Is Madcap Flare just the least annoying authoring tool?

July 1st, 2007

I'd really like to be able to say that Flare is a single-source solution that allows you to produce great online help and great printed manuals from the same source documents. Unfortunately it just isn't true. That Holy Grail of tech authoring still seems just out of reach.

Flare gets pretty close to allowing you to single source, but it still has the following major issues that prevent you from outputting PDFs (via integration with FrameMaker).

  1. PDF bookmarks

    There's no effective way of controlling what becomes a bookmark in you PDF. When I output direct to PDF I get some bizarre results. This precludes being able to issue the PDF to a customer. I have to output to FrameMaker, specify the bookmarks and then output the PDF myself. This might not seem too much of a hassle, but the fact is that it means Flare just isn't doing what it claims to be able to do. What I want to be able to do is make a quick change in Flare and output the PDF without having to do anything in FrameMaker at all. At the moment this just isn't possible.

    For those of you debating the value of taking out a Support contract with Madcap, you might be interested to know that this is an issue I queried with Madcap a couple of months back and I still haven't had any word on a resolution of this issue. Is a fix going into the next release.

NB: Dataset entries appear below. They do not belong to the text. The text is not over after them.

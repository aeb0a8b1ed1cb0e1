use std::collections::HashMap;

use deltax::dedup::chunker::extract_chunks;
use deltax::dedup::matcher::{Candidate, resolve_overlaps};
use deltax::dedup::{ChunkMode, PatternMatcher};
use deltax::engine::{self, Corpus, EncodeOptions, SourceFile};
use deltax::format::{Segment, varint};
use proptest::prelude::*;
use rand::rngs::StdRng;
use rand::{Rng, SeedableRng};

fn mode_strategy() -> impl Strategy<Value = ChunkMode> {
    prop_oneof![
        (1usize..=32).prop_map(|n| ChunkMode::fixed(n).unwrap()),
        proptest::collection::vec(any::<u8>(), 0..3).prop_map(ChunkMode::Separator),
    ]
}

/// Small alphabet so chunks actually repeat.
fn corpus_strategy() -> impl Strategy<Value = Corpus> {
    proptest::collection::vec(
        proptest::collection::vec(prop_oneof![Just(b'a'), Just(b'b'), Just(b' '), Just(b',')], 0..200),
        0..6,
    )
    .prop_map(|files| Corpus {
        files: files
            .into_iter()
            .enumerate()
            .map(|(i, data)| SourceFile::new(format!("f{i}"), data))
            .collect(),
        empty_dirs: Vec::new(),
    })
}

/// Seeded text-like corpus built from a fixed word list.
fn word_corpus(seed: u64, files: usize) -> Corpus {
    const WORDS: &[&str] = &["lorem", "ipsum", "dolor", "sit", "amet", "x", "deltax"];
    let mut rng = StdRng::seed_from_u64(seed);
    let files = (0..files)
        .map(|i| {
            let words = rng.random_range(0..64);
            let mut data = Vec::new();
            for _ in 0..words {
                data.extend_from_slice(WORDS[rng.random_range(0..WORDS.len())].as_bytes());
                data.push(if rng.random_bool(0.1) { b'\n' } else { b' ' });
            }
            SourceFile::new(format!("dir{}/file{i}.txt", i % 3), data)
        })
        .collect();
    Corpus {
        files,
        empty_dirs: vec!["void".into()],
    }
}

proptest! {
    #[test]
    fn prop_varint_idempotent(n in any::<u64>()) {
        let bytes = varint::encode(n);
        prop_assert_eq!(varint::decode(&bytes, 0).unwrap(), (n, bytes.len()));
    }

    #[test]
    fn prop_corpus_roundtrip(corpus in corpus_strategy(), mode in mode_strategy()) {
        let opts = EncodeOptions::new(mode);
        let bytes = engine::encode(&corpus, &opts).unwrap();
        let tree = engine::decode(&bytes).unwrap();
        prop_assert_eq!(tree.files, corpus.files);
    }

    #[test]
    fn prop_patterns_are_exactly_the_repeats(corpus in corpus_strategy(), mode in mode_strategy()) {
        let mut counts: HashMap<Vec<u8>, usize> = HashMap::new();
        for f in &corpus.files {
            for chunk in extract_chunks(&f.data, &mode) {
                *counts.entry(chunk.into_owned()).or_default() += 1;
            }
        }
        let table = engine::build_pattern_table(&corpus.files, &mode);

        let mut seen = std::collections::HashSet::new();
        for p in table.iter() {
            prop_assert!(seen.insert(p.to_vec()), "duplicate pattern {:?}", p);
            prop_assert!(counts.get(p).copied().unwrap_or(0) >= 2);
        }
        let repeats = counts.values().filter(|&&c| c >= 2).count();
        prop_assert_eq!(table.len(), repeats);
    }

    #[test]
    fn prop_segments_expand_to_original_size(corpus in corpus_strategy(), mode in mode_strategy()) {
        let table = engine::build_pattern_table(&corpus.files, &mode);
        let matcher = PatternMatcher::new(&table);
        for f in &corpus.files {
            let segments = matcher.encode(&f.data);
            let total: usize = segments
                .iter()
                .map(|s| s.expanded_len(&table).unwrap())
                .sum();
            prop_assert_eq!(total, f.data.len());
            // No two literals in a row.
            for pair in segments.windows(2) {
                prop_assert!(!(pair[0].is_literal() && pair[1].is_literal()));
            }
        }
    }

    #[test]
    fn prop_overlap_resolution_is_deterministic(
        raw in proptest::collection::vec((0usize..64, 0usize..8, 1usize..12), 0..40)
    ) {
        let candidates: Vec<Candidate> = raw
            .iter()
            .map(|&(start, index, len)| Candidate { start, index, len })
            .collect();
        let mut shuffled = candidates.clone();
        shuffled.reverse();

        let accepted = resolve_overlaps(candidates.clone());
        prop_assert_eq!(&accepted, &resolve_overlaps(shuffled));

        for pair in accepted.windows(2) {
            prop_assert!(pair[0].end() <= pair[1].start);
        }
        // Every accepted candidate is the longest one at its start.
        for a in &accepted {
            let longest = candidates
                .iter()
                .filter(|c| c.start == a.start)
                .map(|c| c.len)
                .max()
                .unwrap();
            prop_assert_eq!(a.len, longest);
        }
    }
}

#[test]
fn seeded_word_corpora_roundtrip() {
    for seed in 0..8u64 {
        let corpus = word_corpus(seed, 12);
        for mode in [
            ChunkMode::separator(" "),
            ChunkMode::separator(""),
            ChunkMode::fixed(5).unwrap(),
        ] {
            let bytes = engine::encode(&corpus, &EncodeOptions::new(mode.clone())).unwrap();
            let tree = engine::decode(&bytes).unwrap();
            assert_eq!(tree.files, corpus.files, "seed {seed} mode {mode}");
            assert_eq!(tree.empty_dirs, corpus.empty_dirs);
        }
    }
}

#[test]
fn seeded_word_corpus_references_shared_words() {
    let corpus = word_corpus(42, 16);
    let archive = engine::encode_corpus(&corpus, &EncodeOptions::new(ChunkMode::separator(" "))).unwrap();
    assert!(!archive.patterns.is_empty());
    let refs: usize = archive
        .files
        .files
        .iter()
        .flat_map(|r| &r.segments)
        .filter(|s| matches!(s, Segment::Reference(_)))
        .count();
    assert!(refs > 0);
}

Who knows?

  2. Cross-references to another part of the same chapter

    The problem here is that if you have a multi-chapter document, and you create a cross-reference to somewhere in another chapter, it works fine - but if the cross-reference goes to somewhere in the same chapter, the link does not work.

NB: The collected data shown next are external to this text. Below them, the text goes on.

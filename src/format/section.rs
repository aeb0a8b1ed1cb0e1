// Length-prefixed compressed blocks.
//
// Each table is serialized on its own, compressed on its own with gzip
// (deflate + gzip framing, the same container `gzip(1)` produces) and
// written as:
//
//   varint(len(compressed)) | compressed
//
// Blocks are self-describing, so a reader can skip one without touching
// its siblings. A block may hold several concatenated gzip members; every
// byte of it must belong to one.

use std::io::{self, Read, Write};

use flate2::Compression;
use flate2::read::MultiGzDecoder;
use flate2::write::GzEncoder;

use crate::error::{DeltaXError, Result, Section};

use super::reader::ByteReader;
use super::varint;

/// Default gzip level. Matches `gzip.compress()` without an explicit level.
pub const DEFAULT_LEVEL: u32 = 9;

// ---------------------------------------------------------------------------
// Gzip codec
// ---------------------------------------------------------------------------

#[derive(Debug, Clone, Copy)]
pub struct GzipCodec {
    level: Compression,
}

impl GzipCodec {
    /// Create a codec with the given compression level (0-9, clamped).
    pub fn new(level: u32) -> Self {
        Self {
            level: Compression::new(level.min(9)),
        }
    }

    pub fn level(&self) -> u32 {
        self.level.level()
    }

    pub fn compress(&self, data: &[u8]) -> io::Result<Vec<u8>> {
        let mut encoder = GzEncoder::new(Vec::with_capacity(data.len() / 2 + 32), self.level);
        encoder.write_all(data)?;
        encoder.finish()
    }

    pub fn decompress(&self, data: &[u8], section: Section) -> Result<Vec<u8>> {
        if data.is_empty() {
            return Err(DeltaXError::DecompressionFailure {
                section,
                source: io::Error::new(io::ErrorKind::UnexpectedEof, "empty compressed block"),
            });
        }
        let mut decoder = MultiGzDecoder::new(data);
        let mut output = Vec::new();
        decoder
            .read_to_end(&mut output)
            .map_err(|source| DeltaXError::DecompressionFailure { section, source })?;
        Ok(output)
    }
}

impl Default for GzipCodec {
    fn default() -> Self {
        Self::new(DEFAULT_LEVEL)
    }
}

// ---------------------------------------------------------------------------
// Block framing
// ---------------------------------------------------------------------------

/// Compress `raw` and append it to `out` as a length-prefixed block.
/// Returns the compressed payload length (without the prefix).
pub fn write_block(codec: &GzipCodec, raw: &[u8], out: &mut Vec<u8>) -> io::Result<usize> {
    let compressed = codec.compress(raw)?;
    varint::encode_usize(compressed.len(), out);
    out.extend_from_slice(&compressed);
    Ok(compressed.len())
}

/// Read one length-prefixed block and inflate it.
pub fn read_block(r: &mut ByteReader<'_>, section: Section) -> Result<Vec<u8>> {
    let compressed = r.read_prefixed()?;
    GzipCodec::default().decompress(compressed, section)
}

// ---------------------------------------------------------------------------
// Tests
// ---------------------------------------------------------------------------

#[cfg(test)]
mod tests {
    use super::*;

    #[test]
    fn gzip_roundtrip() {
        let codec = GzipCodec::default();
        let data: Vec<u8> = b"Hello, world! This is test data. "
            .iter()
            .copied()
            .cycle()
            .take(1024)
            .collect();
        let compressed = codec.compress(&data).unwrap();
        assert!(compressed.len() < data.len());
        // gzip member magic
        assert_eq!(&compressed[..2], &[0x1F, 0x8B]);
        let decompressed = codec.decompress(&compressed, Section::FileTable).unwrap();
        assert_eq!(decompressed, data);
    }

    #[test]
    fn empty_payload_roundtrip() {
        let mut out = Vec::new();
        let len = write_block(&GzipCodec::default(), &[], &mut out).unwrap();
        assert!(len > 0, "an empty table still produces a gzip member");
        let mut r = ByteReader::new(&out);
        assert!(read_block(&mut r, Section::PatternTable).unwrap().is_empty());
        assert!(r.is_empty());
    }

    #[test]
    fn block_is_length_prefixed() {
        let mut out = Vec::new();
        let len = write_block(&GzipCodec::new(1), b"abcabcabc", &mut out).unwrap();
        let (prefix, next) = varint::decode(&out, 0).unwrap();
        assert_eq!(prefix as usize, len);
        assert_eq!(out.len(), next + len);
    }

    #[test]
    fn garbage_block_fails_to_inflate() {
        let mut out = Vec::new();
        varint::encode_into(4, &mut out);
        out.extend_from_slice(b"nope");
        let err = read_block(&mut ByteReader::new(&out), Section::PatternTable).unwrap_err();
        assert!(matches!(
            err,
            DeltaXError::DecompressionFailure {
                section: Section::PatternTable,
                ..
            }
        ));
    }

    #[test]
    fn junk_after_member_fails_to_inflate() {
        let codec = GzipCodec::default();
        let mut payload = codec.compress(b"pattern bytes").unwrap();
        payload.extend_from_slice(b"GARBAGE-NOT-GZIP");
        let mut out = Vec::new();
        varint::encode_usize(payload.len(), &mut out);
        out.extend_from_slice(&payload);
        assert!(matches!(
            read_block(&mut ByteReader::new(&out), Section::FileTable),
            Err(DeltaXError::DecompressionFailure {
                section: Section::FileTable,
                ..
            })
        ));
    }

    #[test]
    fn concatenated_members_are_all_read() {
        let codec = GzipCodec::new(6);
        let mut payload = codec.compress(b"first ").unwrap();
        payload.extend_from_slice(&codec.compress(b"second").unwrap());
        assert_eq!(
            codec.decompress(&payload, Section::PatternTable).unwrap(),
            b"first second"
        );
    }

    #[test]
    fn zero_length_block_rejected() {
        let out = [0x00];
        assert!(matches!(
            read_block(&mut ByteReader::new(&out), Section::FileTable),
            Err(DeltaXError::DecompressionFailure { .. })
        ));
    }

    #[test]
    fn level_is_clamped() {
        assert_eq!(GzipCodec::new(42).level(), 9);
        assert_eq!(GzipCodec::new(0).level(), 0);
    }
}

    The reason for the problem is identified in this forum correspondence:

    http://forums.madcapsoftware.com/viewtopic.php?p=18143#18143

    There are two solutions (both ugly):

    a) Output the chapters to MIF, edit the MIF, remove the XRefSrcFile value for the broken links, save the MIF file to FrameMaker format again and generate the PDF.

    b) Search for broken cross-references in FrameMaker, edit the cross-reference, specify the correct marker that it should be pointing to, save the file and generate the PDF.

    Both of these are time-consuming and, again, you need to do this each and every time you make any change to your source files. So, say a button name changes and you need to change a single topic file, this means this one-word change could take you half a day to implement and produce the corrected PDF. That's unacceptable.

  3. Hyphenation

    Flare always turns hyphenation on. There's no way of specifying, in the CSS within Flare, whether you want hyphenation or not. So all paragraphs get hyphenation, even when they're unjustified.

    Even headings get hyphenated, which just looks ridiculous.

    And because FrameMaker isn't very smart about hyphenation - that is, it doesn't adjust the word and character spacing in a line in order to avoid hyphenation where possible - it means you get a lot of hyphenation, some of it incredibly clumsy.

    Again, this is something I queried with Madcap weeks ago, under my Support contract, and, despite going back to ask them what's happening, have heard nothing to give me hope that this will be fixed soon.

Conclusion

All of this is very disappointing. As I've said before, I'm a fan of Madcap and I'd like them to do well, but all evidence from them lately leads me to believe they're too busy rushing forwards to the next thing, and trying to stick to their masterplan of producing an Adobe-beating authoring suite, to spend time getting their products to work correctly.

Sadly, this is the same old story we had from eHelp of old. A basically good product, but with lots of really annoying issues for which we, the users, had to work out tortuous workarounds. Would I recommend people buy Flare? Yes, I would and I do. However, I always have to tell them that this is a new product and it still has several very annoying new-product issues.

The trouble is Flare is no longer a new product. It leaves me wondering: how long before I have to stop forgiving Flare on the grounds of being a new product and recommend it - if indeed I do continue to recommend it - on the grounds that it's the least annoying authoring tool available right now.